Page:Martel - Les Cévennes et la région des causses, 1893.djvu/104

La bibliothèque libre.
Le texte de cette page a été corrigé et est conforme au fac-similé.
95
autour de peyreleau

de la Jonte, ainsi que dans la plaine de Grauffessenque, près Millau, et sur beaucoup de points du causse Noir, on trouve encore souvent des amas de poteries antiques, les unes grossières, fabriquées sans doute sommairement par les soldats-laboureurs romains durant leurs loisirs, les autres d’une grande finesse, du type dit samien, et peut-être issues de quelque succursale des grands ateliers de Banassac. (V. p. 70.) Telle est la délicatesse de ces poteries samiennes, qu’actuellement un artiste de talent, M. Constans, à Millau, vend très cher les jolies imitations qu’il est parvenu à en exécuter avec une perfection rare.
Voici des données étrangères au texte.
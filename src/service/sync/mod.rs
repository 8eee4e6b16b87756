mod watch;

use std::{
	collections::{HashMap, HashSet},
	sync::{Arc, Mutex},
};

use palaver_core::{
	Err, Result, implement,
	matrix::{
		Event, EventId, IndexedEvent, Membership, RoomId, State, StreamToken, UserId, Visibility,
	},
};
use serde::Serialize;
use tokio::sync::{mpsc, oneshot};

/// Composite range queries and initial-sync snapshots across the three
/// streams, and the per-user long-poll waiters fed by them (see `watch`).
pub struct Service {
	watchers: Mutex<Watchers>,
	services: Arc<crate::OnceServices>,
}

type Watchers = HashMap<UserId, Vec<mpsc::Sender<IndexedEvent>>>;

impl crate::Service for Service {
	fn build(args: crate::Args<'_>) -> Result<Arc<Self>> {
		Ok(Arc::new(Self {
			watchers: Mutex::new(HashMap::new()),
			services: args.services.clone(),
		}))
	}

	fn name(&self) -> &str { crate::service::make_name(std::module_path!()) }
}

/// A chunk of events between two composite cursors.
#[derive(Clone, Debug, Serialize)]
pub struct EventRange {
	pub start: StreamToken,
	pub end: StreamToken,
	pub chunk: Vec<Event>,
}

#[derive(Clone, Debug, Serialize)]
pub struct InitialSync {
	pub end: StreamToken,
	pub presence: Vec<Event>,
	pub rooms: Vec<RoomSummary>,
}

#[derive(Clone, Debug, Serialize)]
pub struct RoomSummary {
	pub membership: Membership,
	pub room_id: RoomId,
	pub messages: Vec<Event>,
	pub state: Vec<State>,
	pub visibility: Visibility,
}

#[derive(Clone, Debug, Serialize)]
pub struct RoomInitialSync {
	#[serde(flatten)]
	pub summary: RoomSummary,
	pub presence: Vec<Event>,
}

/// Composite range over all three streams, in forward order. When the
/// request has no upper bound or the client has caught up, a waiter is
/// parked on the mux before scanning, so an event landing during the scan
/// is observable; if the scan comes back empty the call blocks on the
/// waiter until delivery or cancellation.
#[implement(Service)]
#[tracing::instrument(level = "debug", skip(self, cancel), fields(%viewer))]
pub async fn range(
	&self,
	viewer: &UserId,
	from: Option<StreamToken>,
	to: Option<StreamToken>,
	limit: usize,
	cancel: oneshot::Receiver<()>,
) -> Result<EventRange> {
	let caught_up = match (&from, &to) {
		| (Some(from), Some(to)) => from.messages > to.messages,
		| _ => true,
	};

	let mut receiver = caught_up.then(|| self.listen(viewer, cancel));

	let max = StreamToken::new(
		self.services.timeline.max(),
		self.services.presence.max(),
		self.services.typing.max(),
	);

	let from = from.unwrap_or(max);
	let bound = to.unwrap_or(max);

	let user_set = self.services.state_cache.peers(viewer);
	let room_set = self.services.state_cache.room_set(viewer);

	let mut messages = forward(from.messages, bound.messages, || {
		self.services
			.timeline
			.range(viewer, &room_set, from.messages, bound.messages, limit)
	});
	let mut presences = forward(from.presence, bound.presence, || {
		self.services
			.presence
			.range(&user_set, from.presence, bound.presence, limit)
	});
	let mut typings = forward(from.typing, bound.typing, || {
		self.services
			.typing
			.range(&room_set, from.typing, bound.typing, limit)
	});

	if let Some(receiver) = &mut receiver {
		let blocking = to.is_none_or(|to| {
			to.messages > max.messages || to.presence > max.presence || to.typing > max.typing
		});

		let empty = messages.is_empty() && presences.is_empty() && typings.is_empty();
		let event = if blocking && empty {
			receiver.recv().await
		} else {
			receiver.try_recv().ok()
		};

		if let Some(event) = event {
			if messages.len() < limit {
				let list = match &event.event {
					| Event::Presence(_) => &mut presences,
					| Event::Typing(_) => &mut typings,
					| _ => &mut messages,
				};

				let ceiling = to.map(|to| match &event.event {
					| Event::Presence(_) => to.presence,
					| Event::Typing(_) => to.typing,
					| _ => to.messages,
				});

				let newer = list.last().is_none_or(|last| last.index < event.index);
				if newer && ceiling.is_none_or(|ceiling| event.index < ceiling) {
					list.push(event);
				}
			}
		}
	}

	let end = StreamToken::new(
		messages.last().map_or(from.messages, |last| last.index + 1),
		presences.last().map_or(from.presence, |last| last.index + 1),
		typings.last().map_or(from.typing, |last| last.index + 1),
	);

	let chunk = messages
		.into_iter()
		.chain(presences)
		.chain(typings)
		.map(|indexed| indexed.event)
		.collect();

	Ok(EventRange { start: from, end, chunk })
}

/// Non-blocking range over one room's messages; backward when `to` lies
/// before `from`. Defaults paginate backward from the stream head.
#[implement(Service)]
#[tracing::instrument(level = "debug", skip(self), fields(%viewer, %room_id))]
pub fn messages(
	&self,
	viewer: &UserId,
	room_id: &RoomId,
	from: Option<StreamToken>,
	to: Option<StreamToken>,
	limit: usize,
) -> Result<EventRange> {
	self.services.state.check_exists(room_id)?;
	if self.services.state.user_membership(room_id, viewer)? != Membership::Join {
		return Err!(Request(Forbidden("cannot read room messages, not a member")));
	}

	let max = self.services.timeline.max();
	let from = from.map_or(max, |token| token.messages);
	let to = to.map_or(0, |token| token.messages);

	let room_set = HashSet::from([room_id.clone()]);
	let events = self
		.services
		.timeline
		.range(viewer, &room_set, from, to, limit);

	let backward = to < from;
	let end = events.last().map_or(from, |last| {
		if backward { last.index } else { last.index + 1 }
	});

	Ok(EventRange {
		start: StreamToken::new(from, 0, 0),
		end: StreamToken::new(end, 0, 0),
		chunk: events.into_iter().map(|indexed| indexed.event).collect(),
	})
}

/// Snapshot of everything the user can see: the presences of their peers
/// and a summary of every room they are joined to.
#[implement(Service)]
#[tracing::instrument(level = "debug", skip(self))]
pub fn full_sync(&self, user_id: &UserId, limit: usize) -> Result<InitialSync> {
	let end = StreamToken::new(
		self.services.timeline.max(),
		self.services.presence.max(),
		self.services.typing.max(),
	);

	let user_set = self.services.state_cache.peers(user_id);
	let presence = self
		.services
		.presence
		.range(&user_set, 0, end.presence, limit)
		.into_iter()
		.map(|indexed| indexed.event)
		.collect();

	let rooms = self
		.services
		.state_cache
		.rooms(user_id)
		.iter()
		.map(|room_id| self.room_summary(user_id, room_id, end.messages, limit))
		.collect::<Result<Vec<_>>>()?;

	Ok(InitialSync { end, presence, rooms })
}

/// One room's summary plus the presence snapshot of its members.
#[implement(Service)]
#[tracing::instrument(level = "debug", skip(self), fields(%user_id, %room_id))]
pub fn room_sync(&self, user_id: &UserId, room_id: &RoomId, limit: usize) -> Result<RoomInitialSync> {
	self.services.state.check_exists(room_id)?;
	if self.services.state.user_membership(room_id, user_id)? != Membership::Join {
		return Err!(Request(Forbidden("cannot sync room, not a member")));
	}

	let user_set: HashSet<UserId> = self
		.services
		.state_cache
		.users(room_id)
		.into_iter()
		.collect();

	let presence = self
		.services
		.presence
		.range(&user_set, 0, self.services.presence.max(), limit)
		.into_iter()
		.map(|indexed| indexed.event)
		.collect();

	let summary = self.room_summary(user_id, room_id, self.services.timeline.max(), limit)?;

	Ok(RoomInitialSync { summary, presence })
}

#[implement(Service)]
fn room_summary(
	&self,
	user_id: &UserId,
	room_id: &RoomId,
	max_messages: u64,
	limit: usize,
) -> Result<RoomSummary> {
	let room_set = HashSet::from([room_id.clone()]);
	let messages = self
		.services
		.timeline
		.range(user_id, &room_set, max_messages, 0, limit)
		.into_iter()
		.map(|indexed| indexed.event)
		.collect();

	Ok(RoomSummary {
		membership: self.services.state.user_membership(room_id, user_id)?,
		room_id: room_id.clone(),
		messages,
		state: self.services.state.entire_room_state(room_id)?,
		visibility: self.services.state.join_rule(room_id)?.to_visibility(),
	})
}

/// Visibility-filtered single-event lookup.
#[implement(Service)]
pub fn event(&self, viewer: &UserId, event_id: &EventId) -> Result<Event> {
	self.services.timeline.event(viewer, event_id)
}

/// The composite assembly is forward-only: an exhausted or inverted window
/// yields nothing rather than a backward scan.
fn forward(from: u64, to: u64, range: impl FnOnce() -> Vec<IndexedEvent>) -> Vec<IndexedEvent> {
	if from >= to {
		return Vec::new();
	}

	range()
}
Aux Romains aussi remontent sans doute les soubassements du vieux fort royal qui couronnait le roc et le village ; démantelé en 1600, il n’est plus qu’une grande tour carrée, dont le sommet paraît sortir d’un véritable étui de lierre. Près de la tour, une statue de la Vierge surmonte l’église moderne. Au sud de Peyreleau et au-delà du lit du torrent si souvent dévastateur qui descend du causse Noir et qui interdit au bourg toute extension sérieuse de ce côté, le château de Triadou fut commencé en 1470 par Pierre d’Albignac ; ce seigneur, toujours en guerre avec son voisin le sire de Capluc, enleva la fille de ce dernier, la belle Flour de Capluc, l’épousa après la mort de son père et confondit ainsi les deux maisons vers l’an 1504. D’ailleurs, quoique réunis nominalement dès 1260 au comté de Rodez et d’Armagnac, tous les manoirs du Tarn, de la Jonte, de la Dourbie, narguant leurs suzerains du fond de leurs vallées si bien défendues par la nature sauvage, demeuraient en fait complètement indépendants. Leurs propriétaires s’étaient tous arrogé le droit de haute, moyenne et basse justice ; ils avaient leur cour, composée d’un juge et d’un lieutenant, d’un procureur et d’un greffier. Les bois patibulaires des barons de Castelnau, sires de Triadou, se trouvaient sur le causse Noir, près de l’église de Saint-Jean-de-Balmes. (V. p. 104.) Tout cela fit dire à Clément Marot :


Lévezouls, d’Estaing, Vayzins,
Haults barons et mauvoisins,
Mostuéjouls et d’Arpaon,
Forts châteaux et beau renom,
Sévérac torture et pille,
Castelnau sur tous grapille,
Et Vitracq est sans rayson
Pour soi prétendre baron.
              (Voyage en son pays de Rouergue.)


Peu de pays ont été aussi continuellement que le Rouergue (comté de Rodez), les Causses et les Cévennes du Gard, en proie aux horreurs de la guerre. Presque sans interruption s’y sont succédé pendant seize cents ans les Vandales, les Sarrasins, les Albigeois, les Anglais, les Armagnacs, Merle et ses calvinistes, les Camisards, enfin les républicains et les royalistes de 1793, sans parler des querelles de manoir à manoir, des luttes armées des petits seigneurs. L’état voisin du néant de presque toutes les ruines parsemées aujourd’hui sur les rocs, montre l’acharnement développé durant ces seize siècles de tueries.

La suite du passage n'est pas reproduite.